- Records for this task -
※
//! Terminal rendering shared by the commands.

use colored::Colorize;
use indexmap::IndexMap;
use insightplan::{ColumnAverage, ReportBlock, Tier, TierGroups};

/// Print per-subject averages.
pub fn print_averages(averages: &IndexMap<String, ColumnAverage>) {
    println!("{}", "Average Marks per Subject".yellow().bold());
    if averages.is_empty() {
        println!("  {}", "No numeric columns found".dimmed());
    }
    for (subject, avg) in averages {
        println!(
            "  {:20} {:>7.2}  {}",
            subject,
            avg.average,
            format!("({} marks)", avg.count).dimmed()
        );
    }
}

/// Print students per tier.
pub fn print_tiers(tiers: &TierGroups) {
    println!("{}", "Performance Categories".yellow().bold());
    for (tier, names) in tiers.iter() {
        let label = match tier {
            Tier::Poor => tier.label().red(),
            Tier::Mid => tier.label().yellow(),
            Tier::Excellent => tier.label().green(),
        };
        println!(
            "  {:10} {:>4}  {}",
            label,
            names.len().to_string().white().bold(),
            names.join(", ")
        );
    }
    if !tiers.unclassified.is_empty() {
        println!(
            "  {:10} {:>4}  {}",
            "No marks".dimmed(),
            tiers.unclassified.len(),
            tiers.unclassified.join(", ")
        );
    }
}

/// Print advisory blocks.
pub fn print_report(blocks: &[ReportBlock]) {
    for block in blocks {
        match block {
            ReportBlock::Heading(text) => {
                println!();
                println!("{}", text.replace("**", "").trim().green().bold());
            }
            ReportBlock::Bullet(text) => println!("  🔹 {}", text),
            ReportBlock::NumberedItem(text) => println!("  {}", text.green()),
            ReportBlock::Plain(text) => println!("{}", text),
        }
    }
}
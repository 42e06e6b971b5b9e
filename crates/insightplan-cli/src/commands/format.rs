//! Format command - split saved advisory text into report blocks.

use std::path::PathBuf;

use insightplan::{HeadingKeywords, ReportFormatter};

use super::render;

pub fn run(
    file: PathBuf,
    keywords: Vec<String>,
    json_output: bool,
) -> Result<(), Box<dyn std::error::Error>> {
    let text = std::fs::read_to_string(&file)
        .map_err(|e| format!("Cannot read {}: {}", file.display(), e))?;

    let formatter = ReportFormatter::new(&HeadingKeywords::default().extend(keywords))?;
    let blocks = formatter.format(&text);

    if json_output {
        println!("{}", serde_json::to_string_pretty(&blocks)?);
    } else {
        render::print_report(&blocks);
    }

    Ok(())
}
//! Error types for the InsightPlan library.

use std::path::PathBuf;
use thiserror::Error;

/// Main error type for InsightPlan operations.
#[derive(Debug, Error)]
pub enum InsightError {
    /// Error reading or accessing a file.
    #[error("IO error for '{path}': {source}")]
    Io {
        path: PathBuf,
        #[source]
        source: std::io::Error,
    },

    /// Error from the CSV library.
    #[error("CSV error: {0}")]
    Csv(#[from] csv::Error),

    /// Empty file or no data to analyze.
    #[error("Empty data: {0}")]
    EmptyData(String),

    /// Configuration error.
    #[error("Configuration error: {0}")]
    Config(String),

    /// The suggestion gateway failed or returned something unusable.
    #[error("Gateway error: {0}")]
    Gateway(String),

    /// JSON serialization/deserialization error.
    #[error("JSON error: {0}")]
    Json(#[from] serde_json::Error),

    /// Regex compilation error.
    #[error("Regex error: {0}")]
    Regex(#[from] regex::Error),
}

/// Result type alias for InsightPlan operations.
pub type Result<T> = std::result::Result<T, InsightError>;
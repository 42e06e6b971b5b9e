//! Suggestion gateway trait, configuration and the fallback boundary.

use indexmap::IndexMap;
use serde::{Deserialize, Serialize};
use tracing::{info, warn};

use crate::analysis::ColumnSummary;
use crate::error::Result;

/// Shown whenever advisory text cannot be obtained.
pub const FALLBACK_ADVICE: &str = "⚠️ Could not fetch suggestions from AI.";

/// Configuration for LLM-backed gateways.
#[derive(Debug, Clone)]
pub struct LlmConfig {
    /// Model to use (e.g., "llama3-8b-8192").
    pub model: String,

    /// Maximum tokens in response.
    pub max_tokens: usize,

    /// Temperature for generation (0.0-1.0).
    pub temperature: f64,

    /// Request timeout in seconds.
    pub timeout_secs: u64,
}

impl Default for LlmConfig {
    fn default() -> Self {
        Self {
            model: "llama3-8b-8192".to_string(),
            max_tokens: 2048,
            temperature: 0.7,
            timeout_secs: 60,
        }
    }
}

/// Source of advisory text.
///
/// Implementations must be thread-safe (Send + Sync) so a gateway can be
/// shared between sessions.
pub trait SuggestionGateway: Send + Sync {
    /// Produce study tips for the given column summary.
    ///
    /// Errors are reported as-is; callers normally go through [`advise`],
    /// which turns every failure into [`FALLBACK_ADVICE`].
    fn suggest(&self, summary: &IndexMap<String, ColumnSummary>) -> Result<String>;

    /// Get the configuration for this gateway.
    fn config(&self) -> &LlmConfig;

    /// Get the name of this gateway (for logging).
    fn name(&self) -> &str;
}

/// Where the advisory text came from.
#[derive(Debug, Clone, Copy, PartialEq, Eq, Serialize, Deserialize)]
#[serde(rename_all = "snake_case")]
pub enum AdvisoryOrigin {
    Generated,
    Fallback,
}

/// Advisory text ready for formatting.
#[derive(Debug, Clone, PartialEq, Eq, Serialize, Deserialize)]
pub struct Advisory {
    pub text: String,
    pub origin: AdvisoryOrigin,
}

impl Advisory {
    /// Advisory text produced by a gateway.
    pub fn generated(text: impl Into<String>) -> Self {
        Self {
            text: text.into(),
            origin: AdvisoryOrigin::Generated,
        }
    }

    /// The fixed fallback message.
    pub fn fallback() -> Self {
        Self {
            text: FALLBACK_ADVICE.to_string(),
            origin: AdvisoryOrigin::Fallback,
        }
    }

    /// Check whether this is the fallback message.
    pub fn is_fallback(&self) -> bool {
        self.origin == AdvisoryOrigin::Fallback
    }
}

/// Ask a gateway for advice, mapping every failure to the fallback text.
///
/// An empty summary is not sent at all.
pub fn advise(
    gateway: &dyn SuggestionGateway,
    summary: &IndexMap<String, ColumnSummary>,
) -> Advisory {
    if summary.is_empty() {
        warn!(gateway = gateway.name(), "No metric columns to advise on");
        return Advisory::fallback();
    }

    match gateway.suggest(summary) {
        Ok(text) if !text.trim().is_empty() => {
            info!(gateway = gateway.name(), chars = text.len(), "Received advisory text");
            Advisory::generated(text.trim())
        }
        Ok(_) => {
            warn!(gateway = gateway.name(), "Gateway returned empty advisory text");
            Advisory::fallback()
        }
        Err(e) => {
            warn!(gateway = gateway.name(), error = %e, "Gateway request failed");
            Advisory::fallback()
        }
    }
}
※
- What you are asked to do -
Type out the material again exactly as presented.

- Task result -
//! Terminal rendering shared by the commands.

use colored::Colorize;
use indexmap::IndexMap;
use insightplan::{ColumnAverage, ReportBlock, Tier, TierGroups};

/// Print per-subject averages.
pub fn print_averages(averages: &IndexMap<String, ColumnAverage>) {
    println!("{}", "Average Marks per Subject".yellow().bold());
    if averages.is_empty() {
        println!("  {}", "No numeric columns found".dimmed());
    }
    for (subject, avg) in averages {
        println!(
            "  {:20} {:>7.2}  {}",
            subject,
            avg.average,
            format!("({} marks)", avg.count).dimmed()
        );
    }
}

/// Print students per tier.
pub fn print_tiers(tiers: &TierGroups) {
    println!("{}", "Performance Categories".yellow().bold());
    for (tier, names) in tiers.iter() {
        let label = match tier {
            Tier::Poor => tier.label().red(),
            Tier::Mid => tier.label().yellow(),
            Tier::Excellent => tier.label().green(),
        };
        println!(
            "  {:10} {:>4}  {}",
            label,
            names.len().to_string().white().bold(),
            names.join(", ")
        );
    }
    if !tiers.unclassified.is_empty() {
        println!(
            "  {:10} {:>4}  {}",
            "No marks".dimmed(),
            tiers.unclassified.len(),
            tiers.unclassified.join(", ")
        );
    }
}

/// Print advisory blocks.
pub fn print_report(blocks: &[ReportBlock]) {
    for block in blocks {
        match block {
            ReportBlock::Heading(text) => {
                println!();
                println!("{}", text.replace("**", "").trim().green().bold());
            }
            ReportBlock::Bullet(text) => println!("  🔹 {}", text),
            ReportBlock::NumberedItem(text) => println!("  {}", text.green()),
            ReportBlock::Plain(text) => println!("{}", text),
        }
    }
}
repository 42e06e6b971b5b9e
filename crates/insightplan-cli/src/commands/format.rs
//! Format command - split saved advisory text into report blocks.

use std::path::PathBuf;

use insightplan::{HeadingKeywords, ReportFormatter};

use super::render;

pub fn run(
    file: PathBuf,
    keywords: Vec<String>,
    json_output: bool,
) -> Result<(), Box<dyn std::error::Error>> {
    let text = std::fs::read_to_string(&file)
        .map_err(|e| format!("Cannot read {}: {}", file.display(), e))?;

    let formatter = ReportFormatter::new(&HeadingKeywords::default().extend(keywords))?;
    let blocks = formatter.format(&text);

    if json_output {
        println!("{}", serde_json::to_string_pretty(&blocks)?);
    } else {
        render::print_report(&blocks);
    }

    Ok(())
}
//! Error types for the InsightPlan library.

use std::path::PathBuf;
use thiserror::Error;

/// Main error type for InsightPlan operations.
#[derive(Debug, Error)]
pub enum InsightError {
    /// Error reading or accessing a file.
    #[error("IO error for '{path}': {source}")]
    Io {
        path: PathBuf,
        #[source]
        source: std::io::Error,
    },

    /// Error from the CSV library.
    #[error("CSV error: {0}")]
    Csv(#[from] csv::Error),

    /// Empty file or no data to analyze.
    #[error("Empty data: {0}")]
    EmptyData(String),

    /// Configuration error.
    #[error("Configuration error: {0}")]
    Config(String),

    /// The suggestion gateway failed or returned something unusable.
    #[error("Gateway error: {0}")]
    Gateway(String),

    /// JSON serialization/deserialization error.
    #[error("JSON error: {0}")]
    Json(#[from] serde_json::Error),

    /// Regex compilation error.
    #[error("Regex error: {0}")]
    Regex(#[from] regex::Error),
}

/// Result type alias for InsightPlan operations.
pub type Result<T> = std::result::Result<T, InsightError>;
repository 42e06e6b971b5b9e
//! Suggestion gateway trait, configuration and the fallback boundary.

use indexmap::IndexMap;
use serde::{Deserialize, Serialize};
use tracing::{info, warn};

use crate::analysis::ColumnSummary;
use crate::error::Result;

/// Shown whenever advisory text cannot be obtained.
pub const FALLBACK_ADVICE: &str = "⚠️ Could not fetch suggestions from AI.";

/// Configuration for LLM-backed gateways.
#[derive(Debug, Clone)]
pub struct LlmConfig {
    /// Model to use (e.g., "llama3-8b-8192").
    pub model: String,

    /// Maximum tokens in response.
    pub max_tokens: usize,

    /// Temperature for generation (0.0-1.0).
    pub temperature: f64,

    /// Request timeout in seconds.
    pub timeout_secs: u64,
}

impl Default for LlmConfig {
    fn default() -> Self {
        Self {
            model: "llama3-8b-8192".to_string(),
            max_tokens: 2048,
            temperature: 0.7,
            timeout_secs: 60,
        }
    }
}

/// Source of advisory text.
///
/// Implementations must be thread-safe (Send + Sync) so a gateway can be
/// shared between sessions.
pub trait SuggestionGateway: Send + Sync {
    /// Produce study tips for the given column summary.
    ///
    /// Errors are reported as-is; callers normally go through [`advise`],
    /// which turns every failure into [`FALLBACK_ADVICE`].
    fn suggest(&self, summary: &IndexMap<String, ColumnSummary>) -> Result<String>;

    /// Get the configuration for this gateway.
    fn config(&self) -> &LlmConfig;

    /// Get the name of this gateway (for logging).
    fn name(&self) -> &str;
}

/// Where the advisory text came from.
#[derive(Debug, Clone, Copy, PartialEq, Eq, Serialize, Deserialize)]
#[serde(rename_all = "snake_case")]
pub enum AdvisoryOrigin {
    Generated,
    Fallback,
}

/// Advisory text ready for formatting.
#[derive(Debug, Clone, PartialEq, Eq, Serialize, Deserialize)]
pub struct Advisory {
    pub text: String,
    pub origin: AdvisoryOrigin,
}

impl Advisory {
    /// Advisory text produced by a gateway.
    pub fn generated(text: impl Into<String>) -> Self {
        Self {
            text: text.into(),
            origin: AdvisoryOrigin::Generated,
        }
    }

    /// The fixed fallback message.
    pub fn fallback() -> Self {
        Self {
            text: FALLBACK_ADVICE.to_string(),
            origin: AdvisoryOrigin::Fallback,
        }
    }

    /// Check whether this is the fallback message.
    pub fn is_fallback(&self) -> bool {
        self.origin == AdvisoryOrigin::Fallback
    }
}

/// Ask a gateway for advice, mapping every failure to the fallback text.
///
/// An empty summary is not sent at all.
pub fn advise(
    gateway: &dyn SuggestionGateway,
    summary: &IndexMap<String, ColumnSummary>,
) -> Advisory {
    if summary.is_empty() {
        warn!(gateway = gateway.name(), "No metric columns to advise on");
        return Advisory::fallback();
    }

    match gateway.suggest(summary) {
        Ok(text) if !text.trim().is_empty() => {
            info!(gateway = gateway.name(), chars = text.len(), "Received advisory text");
            Advisory::generated(text.trim())
        }
        Ok(_) => {
            warn!(gateway = gateway.name(), "Gateway returned empty advisory text");
            Advisory::fallback()
        }
        Err(e) => {
            warn!(gateway = gateway.name(), error = %e, "Gateway request failed");
            Advisory::fallback()
        }
    }
}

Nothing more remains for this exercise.